玄叔又道:“陛下觉着这事儿过于腌臜,不想娘娘听了坏心绪,交代娘娘不问,我们先晚不了说。”

想到皇帝走时一再保证会于她生产时回来,知道皇帝已布好了局,崔兰愔就给这事先放下了。

崔晟过来西阁,将算好的各方需减的优免田的定额交上来,“这是我核算出的,少于这个数就失了优免的养士之意,多于这个数长远了还要落亏空。”

崔兰愔过目了,交给洪佶,“誊抄几份儿张贴出去,再往各处下发。”

洪佶接过,带着姚璟去了里间。

崔兰愔又对崔晟道:“减了优免定额是第一个,后面的补贴若是不实惠,都过不起日子,还是治标不治本。”

“娘娘果然想到了。”崔晟点头,“我正准备提醒娘娘,如今行的俸禄过于少了,只拿俸禄,低品的官员家里生计艰难,一二品的大员也不宽裕,如此就会想法子找进项,先是滥挂优免田,接着是贪腐。

不涨俸禄,就暂时压下了,后面也会借着别的名目下手。”

“早前陛下就同我说过,只那会儿收上来的商课不能动,我们想着等田赋收上来再说,不想苏州三府先闹出来田赋减半的事,倒给了我由头,正好一遭来吧。”

她还如在家时那样朝崔晟俏皮笑着,“还要劳烦崔郎中给核算出具体涨到多少合适,既要让官员们满意,又要我和陛下承受得住才行。”

“娘娘不提,我也会揽下这事儿。这得汇总核算了国库年入的各项银子数,将内外的支出都减去外,还要考虑灾荒年的折损,还要留份儿预存银子,很是复杂着,户部那帮且算不明白,只得我来。”

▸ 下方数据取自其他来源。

// Copyright 2022 Alibaba Cloud. All rights reserved.
//
// SPDX-License-Identifier: Apache-2.0

//! The configuration document an FS daemon ingests.
//!
//! The daemon treats most of it as its own business; the snapshotter only
//! fills in the per-image registry coordinates and the cache working
//! directory before handing the document over. Unknown fields from the
//! operator-provided template are preserved verbatim.

use std::collections::HashMap;
use std::fs;
use std::path::Path;

use serde::{Deserialize, Serialize};
use serde_json::Value;

use crate::error::{Error, Result};

#[derive(Debug, Clone, Default, Serialize, Deserialize)]
pub struct DaemonConfig {
    pub device: DeviceConfig,
    #[serde(default = "default_mode")]
    pub mode: String,
    #[serde(default)]
    pub digest_validate: bool,
    #[serde(default)]
    pub iostats_files: bool,
    /// Fields we do not interpret but must not lose.
    #[serde(flatten)]
    pub extra: HashMap<String, Value>,
}

fn default_mode() -> String {
    "direct".to_string()
}

#[derive(Debug, Clone, Default, Serialize, Deserialize)]
pub struct DeviceConfig {
    pub backend: BackendConfig,
    #[serde(default)]
    pub cache: CacheSection,
}

#[derive(Debug, Clone, Default, Serialize, Deserialize)]
pub struct BackendConfig {
    #[serde(rename = "type")]
    pub backend_type: String,
    #[serde(rename = "config", default)]
    pub backend_config: Value,
}

#[derive(Debug, Clone, Default, Serialize, Deserialize)]
pub struct CacheSection {
    #[serde(rename = "type", default)]
    pub cache_type: String,
    #[serde(rename = "config", default)]
    pub cache_config: Value,
}

impl DaemonConfig {
    pub fn from_file<P: AsRef<Path>>(path: P) -> Result<Self> {
        let content = fs::read_to_string(path.as_ref()).map_err(|e| {
            Error::internal(format!(
                "read daemon config template {}: {}",
                path.as_ref().display(),
                e
            ))
        })?;
        serde_json::from_str(&content)
            .map_err(|e| Error::invalid_argument(format!("daemon config template: {}", e)))
    }

    /// Point a `registry` backend at the repository of `image_ref`.
    ///
    /// Other backend types are left untouched; they carry their full
    /// coordinates in the template.
    pub fn populate_image(&mut self, image_ref: &str) -> Result<()> {
        if self.device.backend.backend_type != "registry" {
            return Ok(());
        }
        let (host, repo) = split_image_ref(image_ref)?;
        let cfg = self
            .device
            .backend
            .backend_config
            .as_object_mut()
            .ok_or_else(|| Error::invalid_argument("registry backend config is not an object"))?;
        cfg.insert("host".to_string(), Value::String(host));
        cfg.insert("repo".to_string(), Value::String(repo));
        Ok(())
    }

    /// Set the blob cache working directory for cache types that use one.
    pub fn set_cache_work_dir(&mut self, dir: &str) {
        if self.device.cache.cache_type.is_empty() {
            return;
        }
        if !self.device.cache.cache_config.is_object() {
            self.device.cache.cache_config = Value::Object(Default::default());
        }
        if let Some(cfg) = self.device.cache.cache_config.as_object_mut() {
            cfg.insert("work_dir".to_string(), Value::String(dir.to_string()));
        }
    }

    pub fn to_json(&self) -> Result<String> {
        serde_json::to_string(self).map_err(Error::from)
    }

    pub fn write_to<P: AsRef<Path>>(&self, path: P) -> Result<()> {
        let content = self.to_json()?;
        fs::write(path.as_ref(), content).map_err(|e| {
            Error::internal(format!(
                "write daemon config {}: {}",
                path.as_ref().display(),
                e
            ))
        })
    }
}

/// Split an image reference into registry host and repository path.
///
/// `registry.test/ns/app:tag` becomes `("registry.test", "ns/app")`. The tag
/// or digest part is dropped; blobs are addressed by digest anyway.
pub fn split_image_ref(image_ref: &str) -> Result<(String, String)> {
    let (host, rest) = image_ref
        .split_once('/')
        .ok_or_else(|| Error::invalid_argument(format!("image reference {}", image_ref)))?;
    let rest = match rest.split_once('@') {
        Some((r, _)) => r,
        None => rest,
    };
    // A ':' after the last '/' separates the tag, otherwise it is a port.
    let repo = match rest.rsplit_once(':') {
        Some((r, tag)) if !tag.contains('/') => r,
        _ => rest,
    };
    if repo.is_empty() {
        return Err(Error::invalid_argument(format!(
            "image reference {}",
            image_ref
        )));
    }
    Ok((host.to_string(), repo.to_string()))
}

#[cfg(test)]
mod tests {
    use super::*;

    const TEMPLATE: &str = r###"
    {
        "device": {
            "backend": {
                "type": "registry",
                "config": {
                    "scheme": "https",
                    "timeout": 5
                }
            },
            "cache": {
                "type": "blobcache",
                "config": {
                    "compressed": false
                }
            }
        },
        "mode": "direct",
        "digest_validate": false,
        "enable_xattr": true
    }
    "###;

    #[test]
    fn test_populate_image() {
        let mut config: DaemonConfig = serde_json::from_str(TEMPLATE).unwrap();
        config
            .populate_image("registry.test/library/nginx:latest")
            .unwrap();
        config.set_cache_work_dir("/var/lib/snapshots/cache");

        let out = config.to_json().unwrap();
        let v: Value = serde_json::from_str(&out).unwrap();
        assert_eq!(v["device"]["backend"]["config"]["host"], "registry.test");
        assert_eq!(v["device"]["backend"]["config"]["repo"], "library/nginx");
        assert_eq!(v["device"]["backend"]["config"]["scheme"], "https");
        assert_eq!(
            v["device"]["cache"]["config"]["work_dir"],
            "/var/lib/snapshots/cache"
        );
        // Unknown template fields survive the round trip.
        assert_eq!(v["enable_xattr"], true);
    }

    #[test]
    fn test_split_image_ref() {
        assert_eq!(
            split_image_ref("registry.test/ns/app:v1").unwrap(),
            ("registry.test".to_string(), "ns/app".to_string())
        );
        assert_eq!(
            split_image_ref("registry.test:5000/app").unwrap(),
            ("registry.test:5000".to_string(), "app".to_string())
        );
        assert_eq!(
            split_image_ref("registry.test/app@sha256:abcd").unwrap(),
            ("registry.test".to_string(), "app".to_string())
        );
        assert!(split_image_ref("no-slash").is_err());
    }
}
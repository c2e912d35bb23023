// Copyright 2023 Alibaba Cloud. All rights reserved.
//
// SPDX-License-Identifier: Apache-2.0

//! Prometheus metrics for the snapshotter surface.

use prometheus::{
    register_int_counter_vec, register_int_gauge, IntCounterVec, IntGauge, TextEncoder,
};

use snapshotter_api::error::{Error, Result};

lazy_static::lazy_static! {
    pub static ref SNAPSHOT_OPS: IntCounterVec = register_int_counter_vec!(
        "nydus_snapshotter_operations_total",
        "Snapshot operations by kind and outcome",
        &["op", "outcome"]
    )
    .unwrap();
    pub static ref DAEMON_COUNT: IntGauge = register_int_gauge!(
        "nydus_snapshotter_daemons",
        "Number of live FS daemons"
    )
    .unwrap();
    pub static ref INSTANCE_COUNT: IntGauge = register_int_gauge!(
        "nydus_snapshotter_rafs_instances",
        "Number of mounted RAFS instances"
    )
    .unwrap();
}

pub fn observe(op: &str, ok: bool) {
    let outcome = if ok { "ok" } else { "error" };
    SNAPSHOT_OPS.with_label_values(&[op, outcome]).inc();
}

/// Render every registered metric in the Prometheus text format.
pub fn export_text() -> Result<String> {
    let mut buf = String::new();
    TextEncoder
        .encode_utf8(&prometheus::gather(), &mut buf)
        .map_err(|e| Error::internal(format!("encode metrics: {}", e)))?;
    Ok(buf)
}

#[cfg(test)]
mod tests {
    use super::*;

    #[test]
    fn test_export_contains_counters() {
        observe("prepare", true);
        observe("prepare", false);
        DAEMON_COUNT.set(1);
        let text = export_text().unwrap();
        assert!(text.contains("nydus_snapshotter_operations_total"));
        assert!(text.contains("nydus_snapshotter_daemons"));
    }
}
// Copyright 2022 Alibaba Cloud. All rights reserved.
//
// SPDX-License-Identifier: Apache-2.0

//! Runtime configuration of the snapshotter process.

use std::fs;
use std::path::{Path, PathBuf};
use std::time::Duration;

use serde::Deserialize;

use snapshotter_api::error::{Error, Result};
use snapshotter_api::types::{DaemonMode, FsDriver, RecoverPolicy};

/// Longest root path we accept. Daemon api sockets live under
/// `<root>/socket/<daemon-id>/apiN.sock` and the whole path has to fit in
/// `sockaddr_un.sun_path`.
pub const ROOT_PATH_MAX: usize = 76;

fn default_nydusd_path() -> PathBuf {
    PathBuf::from("/usr/local/bin/nydusd")
}

fn default_builder_path() -> PathBuf {
    PathBuf::from("/usr/local/bin/nydus-image")
}

fn default_log_level() -> String {
    "info".to_string()
}

fn default_overlay_type() -> String {
    "fuse.nydus-overlayfs".to_string()
}

fn default_wait_timeout() -> u64 {
    30
}

fn default_startup_timeout() -> u64 {
    60
}

fn default_true() -> bool {
    true
}

fn default_gc_period() -> u64 {
    3600
}

fn default_cache_max_age() -> u64 {
    24 * 3600
}

#[derive(Debug, Clone, Deserialize)]
pub struct SnapshotterConfig {
    pub root: PathBuf,
    #[serde(default = "default_nydusd_path")]
    pub nydusd_path: PathBuf,
    #[serde(default = "default_builder_path")]
    pub nydus_image_path: PathBuf,
    /// Template for the configuration document handed to daemons.
    pub daemon_config_path: PathBuf,
    #[serde(default)]
    pub daemon_mode: DaemonMode,
    #[serde(default)]
    pub fs_driver: FsDriver,
    #[serde(default)]
    pub recover_policy: RecoverPolicy,
    #[serde(default = "default_log_level")]
    pub log_level: String,
    #[serde(default)]
    pub sync_remove: bool,
    #[serde(default)]
    pub cleanup_on_close: bool,
    #[serde(default)]
    pub enable_referrer_detect: bool,
    #[serde(default)]
    pub enable_tarfs: bool,
    /// Emit `fuse.nydus-overlayfs` mounts with an `extraoption` trailer
    /// instead of plain overlay mounts.
    #[serde(default)]
    pub enable_nydus_overlayfs: bool,
    /// Attach Kata virtual volume descriptors to remote mounts.
    #[serde(default)]
    pub enable_kata_volume: bool,
    #[serde(default = "default_overlay_type")]
    pub fuse_overlay_type: String,
    #[serde(default = "default_wait_timeout")]
    pub wait_timeout_secs: u64,
    #[serde(default = "default_startup_timeout")]
    pub startup_timeout_secs: u64,
    #[serde(default)]
    pub cache: CacheRuntimeConfig,
    #[serde(default)]
    pub system: SystemConfig,
}

#[derive(Debug, Clone, Deserialize)]
pub struct CacheRuntimeConfig {
    #[serde(default = "default_true")]
    pub enabled: bool,
    /// Zero disables the periodic GC.
    #[serde(default = "default_gc_period")]
    pub gc_period_secs: u64,
    #[serde(default = "default_cache_max_age")]
    pub max_age_secs: u64,
}

impl Default for CacheRuntimeConfig {
    fn default() -> Self {
        CacheRuntimeConfig {
            enabled: true,
            gc_period_secs: default_gc_period(),
            max_age_secs: default_cache_max_age(),
        }
    }
}

#[derive(Debug, Clone, Deserialize, Default)]
pub struct SystemConfig {
    #[serde(default)]
    pub enabled: bool,
    /// Defaults to `<root>/system.sock`.
    #[serde(default)]
    pub socket_path: Option<PathBuf>,
}

impl SnapshotterConfig {
    pub fn from_file<P: AsRef<Path>>(path: P) -> Result<Self> {
        let content = fs::read_to_string(path.as_ref()).map_err(|e| {
            Error::invalid_argument(format!(
                "read config {}: {}",
                path.as_ref().display(),
                e
            ))
        })?;
        let config: SnapshotterConfig = serde_json::from_str(&content)
            .map_err(|e| Error::invalid_argument(format!("parse config: {}", e)))?;
        config.validate()?;
        Ok(config)
    }

    pub fn validate(&self) -> Result<()> {
        if self.root.as_os_str().is_empty() {
            return Err(Error::invalid_argument("root path is empty"));
        }
        if !self.root.is_absolute() {
            return Err(Error::invalid_argument(format!(
                "root path {} is not absolute",
                self.root.display()
            )));
        }
        if self.root.as_os_str().len() > ROOT_PATH_MAX {
            return Err(Error::invalid_argument(format!(
                "root path {} exceeds {} bytes, daemon sockets would not fit",
                self.root.display(),
                ROOT_PATH_MAX
            )));
        }
        if self.daemon_config_path.as_os_str().is_empty() {
            return Err(Error::invalid_argument("daemon config template path is empty"));
        }
        Ok(())
    }

    pub fn wait_timeout(&self) -> Duration {
        Duration::from_secs(self.wait_timeout_secs)
    }

    pub fn startup_timeout(&self) -> Duration {
        Duration::from_secs(self.startup_timeout_secs)
    }

    pub fn system_socket(&self) -> PathBuf {
        self.system
            .socket_path
            .clone()
            .unwrap_or_else(|| self.root.join("system.sock"))
    }
}

#[cfg(test)]
pub(crate) fn test_config(root: &Path) -> SnapshotterConfig {
    SnapshotterConfig {
        root: root.to_path_buf(),
        nydusd_path: PathBuf::from("/bin/true"),
        nydus_image_path: PathBuf::from("/bin/true"),
        daemon_config_path: root.join("nydusd-config.json"),
        daemon_mode: DaemonMode::Shared,
        fs_driver: FsDriver::Fusedev,
        recover_policy: RecoverPolicy::None,
        log_level: "info".to_string(),
        sync_remove: true,
        cleanup_on_close: true,
        enable_referrer_detect: false,
        enable_tarfs: false,
        enable_nydus_overlayfs: false,
        enable_kata_volume: false,
        fuse_overlay_type: default_overlay_type(),
        wait_timeout_secs: 1,
        startup_timeout_secs: 1,
        cache: CacheRuntimeConfig {
            enabled: true,
            gc_period_secs: 0,
            max_age_secs: 0,
        },
        system: SystemConfig::default(),
    }
}

#[cfg(test)]
mod tests {
    use super::*;

    #[test]
    fn test_root_length_cap() {
        let long = format!("/{}", "x".repeat(ROOT_PATH_MAX + 1));
        let mut config = test_config(Path::new("/var/lib/nydus"));
        config.root = PathBuf::from(long);
        let err = config.validate().unwrap_err();
        assert!(matches!(err, Error::InvalidArgument(_)));
    }

    #[test]
    fn test_relative_root_rejected() {
        let mut config = test_config(Path::new("/var/lib/nydus"));
        config.root = PathBuf::from("relative/root");
        assert!(config.validate().is_err());
    }

    #[test]
    fn test_minimal_file() {
        let raw = r#"{
            "root": "/var/lib/containerd/io.containerd.snapshotter.v1.nydus",
            "daemon_config_path": "/etc/nydus/nydusd-config.json"
        }"#;
        let config: SnapshotterConfig = serde_json::from_str(raw).unwrap();
        config.validate().unwrap();
        assert_eq!(config.daemon_mode, DaemonMode::Shared);
        assert!(config.cache.enabled);
        assert_eq!(config.cache.gc_period_secs, 3600);
        assert_eq!(
            config.system_socket(),
            PathBuf::from("/var/lib/containerd/io.containerd.snapshotter.v1.nydus/system.sock")
        );
    }
}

算学上的事,崔晟自认朝中没人能越过他,又是崔兰愔着手的大事,崔晟交给谁都不放心。

“爹,我发现做了擅长喜欢的事,你越来越意气风发了。”

“外朝不论亲,娘娘还是喊我‘崔郎中’吧。”

“多谢崔郎中提点。”崔兰愔憋住笑,“那崔郎中就赶紧着手此事吧。”

崔晟要退下时,又道,“此事娘娘还需同陛下商量下。”

“我前儿就给陛下去了消息,其实不说也一样,陛下许我一切事都可自专。”

崔晟出了西阁还是感概不已,之前听洪佶说皇帝在手把手教崔兰愔理政,他已够消化不来。

没想到那都不算什么,皇帝往北地,居然会让崔兰愔监国理政,连朝会都开得,丈量田亩,减优免田亩数这样的大事,崔兰愔自己都定夺了。

崔兰愔已登上高不可仰之处,家里能帮的有限,崔晟就想着在自己擅长的地方多做一些。

新的优免田亩定额张贴出去后,第二日开始,四下都在议论这事,各种说法都有。

在有心人推波助澜之下,下午应城里已是怨声载道,都在说帝后对外好大喜功,滥行穷兵黩武之事。

对下刻薄寡恩,不恤勋贵,不体宗亲,不重士林,背离了当初太|祖定国的基石,这样不敬祖制的做法另人齿冷心寒……

崔兰愔安坐不动,仍旧如常在西阁召见重臣,处理政事。

六月初二日,刘黑皮从常州传消息回来,苏州有姚家带头,丈量田亩的事行得很顺利。

常州有些棘手,从知府开始都是层层推诿阻拦,他带人自行丈量的时候,还有乡民出来闹事,好在他见招拆招都化解了,虽比苏州进展慢些,却也按序往下走。

最头疼的是杭州,那里是万山的老家,他被罢免回去后在杭州仍是很受礼敬,杭州知府几次上门给万山请安,遇事更是第一个请教万山。